I have no doubt that student publications and student-led campaigns will continue to adapt in the face of unprecedented challenges posed by the ongoing public health and economic crises. The last eight months have shown how resilient and talented all students are, and it is to their credit that mistreatment of students has been exposed since the reopening of campuses in September, when perhaps, without an active student media, they wouldn’t have been.
To ensure the future of student media, and the range of opportunities they present to writers and editors, is stable, universities and students’ unions must commit to restoring funding of publications to pre-pandemic levels as soon as is practicable. We’re not calling for the immediate restoration of funding, because we know these are difficult times for all in higher education.

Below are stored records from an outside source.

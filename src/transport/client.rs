use crate::error::{Result, VoiceError};
use bytes::Bytes;
use futures::{SinkExt, StreamExt};
use serde::Serialize;
use std::sync::Arc;
use std::time::Duration;
use tokio::sync::{mpsc, watch};
use tokio::task::JoinHandle;
use tokio::time::timeout;
use tokio_tungstenite::{connect_async, tungstenite::Message};
use tokio_util::sync::CancellationToken;
use tracing::{debug, info, warn};

use super::messages::{parse_text_frame, SessionEvent};

/// Connection lifecycle: Closed -> Connecting -> Open -> Closed
#[derive(Debug, Clone, Copy, PartialEq, Eq, Serialize)]
#[serde(rename_all = "snake_case")]
pub enum TransportState {
    Closed,
    Connecting,
    Open,
}

/// What the transport hands to the controller
#[derive(Debug, Clone, PartialEq)]
pub enum TransportEvent {
    Event(SessionEvent),
    /// Always the last item on the channel
    Closed { reason: String },
}

/// Duplex connection to the voice endpoint
#[async_trait::async_trait]
pub trait Transport: Send {
    /// Open the connection; inbound events arrive on the returned channel in order
    async fn connect(&mut self) -> Result<mpsc::Receiver<TransportEvent>>;

    /// Queue bytes for delivery; order of calls is the order on the wire
    fn send(&self, bytes: Bytes) -> Result<()>;

    /// Close the connection; safe to call in any state
    async fn close(&mut self);

    fn state(&self) -> TransportState;
}

/// WebSocket transport
pub struct WsTransport {
    url: String,
    connect_timeout: Duration,
    state: Arc<watch::Sender<TransportState>>,
    outbound: Option<mpsc::UnboundedSender<Message>>,
    cancel: Option<CancellationToken>,
    tasks: Vec<JoinHandle<()>>,
}

impl WsTransport {
    pub fn new(url: impl Into<String>, connect_timeout: Duration) -> Self {
        let (state, _) = watch::channel(TransportState::Closed);
        Self {
            url: url.into(),
            connect_timeout,
            state: Arc::new(state),
            outbound: None,
            cancel: None,
            tasks: Vec::new(),
        }
    }

    pub fn url(&self) -> &str {
        &self.url
    }

    /// Watch state changes, including closes initiated by the server
    pub fn watch_state(&self) -> watch::Receiver<TransportState> {
        self.state.subscribe()
    }
}

#[async_trait::async_trait]
impl Transport for WsTransport {
    async fn connect(&mut self) -> Result<mpsc::Receiver<TransportEvent>> {
        if *self.state.borrow() != TransportState::Closed {
            return Err(VoiceError::Connection(format!(
                "transport to {} is not closed",
                self.url
            )));
        }
        // Reap tasks from a previous connection.
        self.close().await;

        info!("Connecting to voice endpoint at {}", self.url);
        self.state.send_replace(TransportState::Connecting);

        let ws = match timeout(self.connect_timeout, connect_async(self.url.as_str())).await {
            Ok(Ok((ws, _response))) => ws,
            Ok(Err(e)) => {
                self.state.send_replace(TransportState::Closed);
                return Err(VoiceError::Connection(format!("{}: {}", self.url, e)));
            }
            Err(_) => {
                self.state.send_replace(TransportState::Closed);
                return Err(VoiceError::Connection(format!(
                    "{}: handshake timed out after {:?}",
                    self.url, self.connect_timeout
                )));
            }
        };

        let (mut sink, mut stream) = ws.split();
        let (out_tx, mut out_rx) = mpsc::unbounded_channel::<Message>();
        let (event_tx, event_rx) = mpsc::channel(256);
        let cancel = CancellationToken::new();
        self.state.send_replace(TransportState::Open);

        let writer_cancel = cancel.clone();
        let writer = tokio::spawn(async move {
            loop {
                tokio::select! {
                    biased;
                    msg = out_rx.recv() => match msg {
                        Some(msg) => {
                            if let Err(e) = sink.send(msg).await {
                                warn!("Failed to send frame: {}", e);
                                break;
                            }
                        }
                        None => break,
                    },
                    _ = writer_cancel.cancelled() => break,
                }
            }
            let _ = sink.send(Message::Close(None)).await;
            let _ = sink.close().await;
            debug!("Transport writer stopped");
        });

        let reader_cancel = cancel.clone();
        let state = Arc::clone(&self.state);
        let reader = tokio::spawn(async move {
            let reason = loop {
                tokio::select! {
                    _ = reader_cancel.cancelled() => break "closed by client".to_string(),
                    msg = stream.next() => {
                        let event = match msg {
                            Some(Ok(Message::Text(text))) => match parse_text_frame(&text) {
                                Some(event) => event,
                                None => continue,
                            },
                            Some(Ok(Message::Binary(data))) => SessionEvent::AudioFrame(Bytes::from(data)),
                            Some(Ok(Message::Close(frame))) => {
                                break match frame {
                                    Some(frame) => format!("closed by server: {} {}", frame.code, frame.reason),
                                    None => "closed by server".to_string(),
                                };
                            }
                            Some(Ok(_)) => continue,
                            Some(Err(e)) => break format!("transport error: {}", e),
                            None => break "connection ended".to_string(),
                        };
                        tokio::select! {
                            _ = reader_cancel.cancelled() => break "closed by client".to_string(),
                            sent = event_tx.send(TransportEvent::Event(event)) => {
                                if sent.is_err() {
                                    break "event receiver dropped".to_string();
                                }
                            }
                        }
                    }
                }
            };

            let closed_by_client = reader_cancel.is_cancelled();
            state.send_replace(TransportState::Closed);
            reader_cancel.cancel();
            info!("Voice transport closed: {}", reason);

            let closed = TransportEvent::Closed { reason };
            if closed_by_client {
                // The controller may be awaiting close(); never block on it.
                let _ = event_tx.try_send(closed);
            } else {
                let _ = event_tx.send(closed).await;
            }
        });

        self.outbound = Some(out_tx);
        self.cancel = Some(cancel);
        self.tasks = vec![writer, reader];

        info!("Connected to voice endpoint");

        Ok(event_rx)
    }

    fn send(&self, bytes: Bytes) -> Result<()> {
        if *self.state.borrow() != TransportState::Open {
            return Err(VoiceError::NotConnected);
        }
        let outbound = self.outbound.as_ref().ok_or(VoiceError::NotConnected)?;
        let len = bytes.len();
        outbound
            .send(Message::Binary(bytes.to_vec()))
            .map_err(|_| VoiceError::NotConnected)?;
        debug!("Queued {} bytes for the voice endpoint", len);
        Ok(())
    }

    async fn close(&mut self) {
        if let Some(cancel) = self.cancel.take() {
            cancel.cancel();
        }
        self.outbound = None;
        for task in self.tasks.drain(..) {
            if let Err(e) = task.await {
                warn!("Transport task failed: {}", e);
            }
        }
        self.state.send_replace(TransportState::Closed);
    }

    fn state(&self) -> TransportState {
        *self.state.borrow()
    }
}

impl Drop for WsTransport {
    fn drop(&mut self) {
        if let Some(cancel) = self.cancel.take() {
            cancel.cancel();
        }
    }
}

But we are asking campus institutions to be open and honest with student
publications within their remit, and to support them as they face tough challenges in the weeks and months ahead. Any student publication who believes they aren’t receiving this from their university or students’ union is welcome to contact us and ask for our help in resolving this.
In the meantime, we’ll continue fighting the corner of student newspapers, magazines and websites, and ensure that when all this is over, our members have the resources to continue holding institutions to account, and campaigning for change on campus.
Ben Warner is the Chair of the Student Publication Association.